Scientists and engineers in California are building a unique camera for a unique telescope.
The Rubin Observatory telescope going up on Cerro Pachón in north-central Chile can capture an unusually large swath of sky in a single image.
The camera capable of capturing those images has to be enormous. The one researchers are building at the SLAC National Accelerator Laboratory in Menlo Park, Calif., certainly is.
"The whole camera is about 13 feet from the front lens to the back where we have all our support equipment, and the 5 feet in diameter--so, massive," says Aaron Roodman, the scientist in charge of assembling and testing the camera.
Inside the camera are lenses, filters, cables, refrigeration equipment, and a focal plane consisting of 189 detectors capable of taking 3.2 billion pixel image. The refrigeration is needed to chill the detectors to their operating temperature of negative 150 degrees Fahrenheit.
It's not a camera you can throw together in your garage. "Oh boy, no, no," Roodman replies. "Definitely not."

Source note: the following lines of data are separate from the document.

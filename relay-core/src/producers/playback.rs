//! Playback (demo) producer: replays a recorded sequence of patches at a
//! configurable speed, looping at end-of-file. The recording is a JSON-lines
//! sequence of `{offsetMs, patch}` records; each patch's measurement
//! timestamps are rewritten to the wall-clock time of replay so the
//! downstream monotonic-timestamp invariant still holds across loops.

use std::time::Duration;

use relay_types::{Patch, PatchOp};
use serde::Deserialize;
use tokio::sync::watch;
use tokio::task::JoinHandle;
use tracing::{info, warn};

use crate::events::{EventSender, ProducerEvent};
use crate::producers::Producer;

#[derive(Debug, Deserialize)]
struct RecordedStep {
    #[serde(rename = "offsetMs")]
    offset_ms: u64,
    patch: Patch,
}

pub struct PlaybackProducer {
    steps: Vec<RecordedStep>,
    speed: f64,
    ready_tx: watch::Sender<bool>,
    ready_rx: watch::Receiver<bool>,
}

impl PlaybackProducer {
    /// Parses a JSON-lines recording. `speed` is a multiplier on playback
    /// rate: 2.0 replays twice as fast as recorded.
    pub fn from_jsonl(recording: &str, speed: f64) -> Self {
        let mut steps = Vec::new();
        for (line_no, line) in recording.lines().enumerate() {
            let line = line.trim();
            if line.is_empty() {
                continue;
            }
            match serde_json::from_str::<RecordedStep>(line) {
                Ok(step) => steps.push(step),
                Err(e) => warn!("skipping malformed playback record at line {}: {e}", line_no + 1),
            }
        }
        steps.sort_by_key(|s| s.offset_ms);
        let (ready_tx, ready_rx) = watch::channel(false);
        Self { steps, speed: speed.max(0.01), ready_tx, ready_rx }
    }

    async fn run(self, events: EventSender, mut shutdown: watch::Receiver<bool>) {
        let _ = self.ready_tx.send(true);
        if self.steps.is_empty() {
            warn!("playback producer has no recorded steps, idling");
            let _ = shutdown.changed().await;
            return;
        }

        loop {
            let mut cursor_ms: u64 = 0;
            for step in &self.steps {
                let wait = step.offset_ms.saturating_sub(cursor_ms);
                let scaled = Duration::from_millis((wait as f64 / self.speed) as u64);
                tokio::select! {
                    _ = shutdown.changed() => if *shutdown.borrow() { return; },
                    _ = tokio::time::sleep(scaled) => {}
                }
                cursor_ms = step.offset_ms;

                let ops = retimestamp(&step.patch, now_ms());
                let _ = events.send(ProducerEvent::PlaybackPatch { ops });
            }
            info!("playback reached end of recording, looping");
        }
    }
}

fn retimestamp(patch: &Patch, wall_clock_ms: i64) -> Vec<PatchOp> {
    patch
        .ops
        .iter()
        .map(|op| match op {
            PatchOp::Add { path, value } => PatchOp::Add { path: path.clone(), value: retimestamp_value(value, wall_clock_ms) },
            PatchOp::Replace { path, value } => {
                PatchOp::Replace { path: path.clone(), value: retimestamp_value(value, wall_clock_ms) }
            }
            PatchOp::Remove { path } => PatchOp::Remove { path: path.clone() },
        })
        .collect()
}

fn retimestamp_value(value: &serde_json::Value, wall_clock_ms: i64) -> serde_json::Value {
    if let serde_json::Value::Object(map) = value {
        if map.contains_key("timestamp") && map.contains_key("source") {
            let mut rewritten = map.clone();
            rewritten.insert("timestamp".to_string(), serde_json::json!(wall_clock_ms));
            return serde_json::Value::Object(rewritten);
        }
    }
    value.clone()
}

fn now_ms() -> i64 {
    std::time::SystemTime::now()
        .duration_since(std::time::UNIX_EPOCH)
        .map(|d| d.as_millis() as i64)
        .unwrap_or(0)
}

impl Producer for PlaybackProducer {
    fn name(&self) -> &'static str {
        "playback"
    }

    fn ready(&self) -> watch::Receiver<bool> {
        self.ready_rx.clone()
    }

    fn spawn(self: Box<Self>, events: EventSender, shutdown: watch::Receiver<bool>) -> JoinHandle<()> {
        tokio::spawn((*self).run(events, shutdown))
    }
}

#[cfg(test)]
mod tests {
    use super::*;

    #[test]
    fn parses_jsonl_and_sorts_by_offset() {
        let recording = "{\"offsetMs\": 500, \"patch\": {\"ops\": []}}\n{\"offsetMs\": 100, \"patch\": {\"ops\": []}}\n";
        let producer = PlaybackProducer::from_jsonl(recording, 1.0);
        assert_eq!(producer.steps.len(), 2);
        assert_eq!(producer.steps[0].offset_ms, 100);
    }

    #[test]
    fn retimestamp_rewrites_measurement_timestamp() {
        let patch = Patch::new(vec![PatchOp::Add {
            path: "/navigation/speed".into(),
            value: serde_json::json!({"value": 5.0, "timestamp": 1, "source": "playback"}),
        }]);
        let ops = retimestamp(&patch, 9999);
        match &ops[0] {
            PatchOp::Add { value, .. } => assert_eq!(value["timestamp"], serde_json::json!(9999)),
            _ => panic!("expected add op"),
        }
    }
}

When it's fully assembled, a series of lenses will help focus the light from celestial objects. Roodman says he and his colleagues wanted a way to project an image onto the detectors in the focal plane that wouldn't need lenses to be in focus.
"So I invented a little thing I call a pinhole projector," he says. "Basically a metal box with a tiny pinhole at the top of it, and lights inside the box. So kind of the opposite of a pinhole camera."
The image of whatever is in the box will be projected into the camera's detectors.
But what to project for a test? They started by putting various images into the projector, including a picture of Vera Rubin, the astronomer after whom the telescope is named.
But then they wanted something a bit more optically challenging, so they decided on Brassica oleracea, the kind known as Romanesco broccoli.
Why broccoli?
"Mostly for fun," Roodman says. "It has an interesting fractal structure, and we thought it would look cool, which I think it does."
The broccoli picture assured them the detectors were working as intended.
COVID-19 has delayed the completion of the camera.
Roodman says they're still hoping to finish it in time to get it to Chile and installed in telescope by the fall of 2022, where it can be used to search the sky for interesting celestial objects--and heads of broccoli if they happen to be out there.